Russell depressa se sentiu intimidado por Wittgenstein - não só era demasiado volátil e zangado para o descontraído Russell e por razões que nem sempre eram claras, como também desprezava a maior parte do trabalho de Russell e, em especial, a sua incapacidade para compreender a "teoria da imagem" do significado, bastante mística, de Wittgenstein. "Só consegui compreendê-lo esticando a minha mente ao máximo". Ainda assim, Russell apoiou fortemente o trabalho que conduziu ao aclamado Tractatus Logico-Philosophicus de Wittgenstein. 

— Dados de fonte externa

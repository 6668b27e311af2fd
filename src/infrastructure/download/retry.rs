//! Fixed-interval bounded retry.

use std::future::Future;
use std::time::Duration;

use tracing::debug;

use crate::domain::cancellation::CancellationSignal;
use crate::domain::errors::{LoadError, LoadResult};

/// Retry policy: a bounded attempt count with a fixed interval between
/// attempts.
#[derive(Debug, Clone, Copy)]
pub struct RetryPolicy {
    /// Total attempts, the initial one included. Clamped to at least 1.
    pub attempts: u32,
    /// Fixed delay before each attempt after the first.
    pub interval: Duration,
}

impl Default for RetryPolicy {
    fn default() -> Self {
        Self {
            attempts: 3,
            interval: Duration::from_millis(500),
        }
    }
}

/// Runs `operation` under the policy.
///
/// Cancellation and non-retriable failures are returned immediately.
/// When every attempt fails with a retriable error, the failures are
/// aggregated into one [`LoadError::AttemptsExhausted`].
///
/// # Errors
/// See above.
pub async fn with_retry<T, F, Fut>(
    policy: RetryPolicy,
    signal: &CancellationSignal,
    mut operation: F,
) -> LoadResult<T>
where
    F: FnMut(u32) -> Fut,
    Fut: Future<Output = LoadResult<T>>,
{
    let attempts = policy.attempts.max(1);
    let mut failures: Vec<String> = Vec::new();

    for attempt in 0..attempts {
        if signal.is_cancelled() {
            return Err(LoadError::Cancelled);
        }
        if attempt > 0 {
            tokio::select! {
                () = tokio::time::sleep(policy.interval) => {}
                () = signal.cancelled() => return Err(LoadError::Cancelled),
            }
        }
        match operation(attempt).await {
            Ok(value) => return Ok(value),
            Err(err) if err.is_cancellation() => return Err(err),
            Err(err) if !err.is_retriable() => return Err(err),
            Err(err) => {
                debug!(attempt = attempt + 1, error = %err, "attempt failed");
                failures.push(format!("attempt {}: {err}", attempt + 1));
            }
        }
    }

    Err(LoadError::AttemptsExhausted {
        attempts,
        summary: failures.join("; "),
    })
}
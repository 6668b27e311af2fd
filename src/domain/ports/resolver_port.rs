//! Port for turning a source identifier into a byte stream plus metadata.

use tokio::io::AsyncRead;

use crate::domain::cancellation::CancellationSignal;
use crate::domain::entities::{ImageInformation, LoadingResult, TaskParameter};
use crate::domain::errors::LoadResult;

/// What a resolver hands back: a byte stream and where it came from.
pub struct ResolvedData {
    /// The payload reader. The wrapping resolver guarantees this is backed
    /// by memory (and therefore seekable) before decoding sees it.
    pub reader: Box<dyn AsyncRead + Send + Unpin>,
    /// Where the payload was retrieved from.
    pub result: LoadingResult,
    /// Metadata accumulated while resolving.
    pub info: ImageInformation,
}

impl std::fmt::Debug for ResolvedData {
    fn fmt(&self, f: &mut std::fmt::Formatter<'_>) -> std::fmt::Result {
        f.debug_struct("ResolvedData")
            .field("result", &self.result)
            .field("info", &self.info)
            .finish_non_exhaustive()
    }
}

/// Pluggable strategy converting a source identifier into a byte stream.
///
/// Implementations must be thread-safe; one resolver instance serves many
/// concurrent tasks.
#[async_trait::async_trait]
pub trait DataResolver: Send + Sync {
    /// Resolves `identifier` into a byte stream plus metadata.
    ///
    /// # Errors
    /// Returns [`crate::domain::errors::LoadError::NotFound`] when the
    /// resource does not exist, a transport error for network sources, or
    /// [`crate::domain::errors::LoadError::Cancelled`] when `signal` was
    /// raised.
    async fn resolve(
        &self,
        identifier: &str,
        parameters: &TaskParameter,
        signal: &CancellationSignal,
    ) -> LoadResult<ResolvedData>;
}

Tratava-se de um projeto ambicioso - identificar a relação entre a linguagem e a realidade e definir os limites da ciência - e é reconhecido como uma obra filosófica significativa do século XX. No entanto, Russell desenvolveu a sua própria versão das ideias que Wittgenstein apresentou nesse livro, dando uma série de palestras sobre o Posivtismo Lógico em 1918, enquanto Wittgenstein ainda se encontrava num campo de prisioneiros de guerra durante a Primeira Guerra Mundial. 

No início da Primeira Guerra Mundial, Wittgenstein ofereceu-se imediatamente como voluntário para o exército austro-húngaro, apesar de ter direito a uma isenção médica. Segundo Russell, Wittgenstein regressou da guerra como um homem diferente, com uma atitude profundamente mística e ascética. Um factor central na investigação das obras de Wittgenstein é a natureza multifacetada do projeto de as interpretar; isto leva a numerosas dificuldades na determinação da sua substância e método filosóficos.

Wittgenstein alegou que as suas ideias tinham sido mal compreendidas e, por conseguinte, deturpadas por Russell, e esta pode ser uma das várias razões pelas quais a sua relação nunca recuperou. Russell também assimilou, respetivamente, algumas das ideias de Wittgenstein na sua própria filosofia, com diferentes graus de sucesso. Por fim, e provavelmente de forma inevitável, os dois homens discutiram duramente, embora ainda não se saiba bem porquê. 

Wittgenstein morreu com apenas 62 anos, vítima de cancro da próstata. Nos seus últimos dias, admirou muito Russell, dizendo: "Diga-lhe que tive uma vida maravilhosa" e "Não pode haver uma verdadeira relação de amizade entre nós".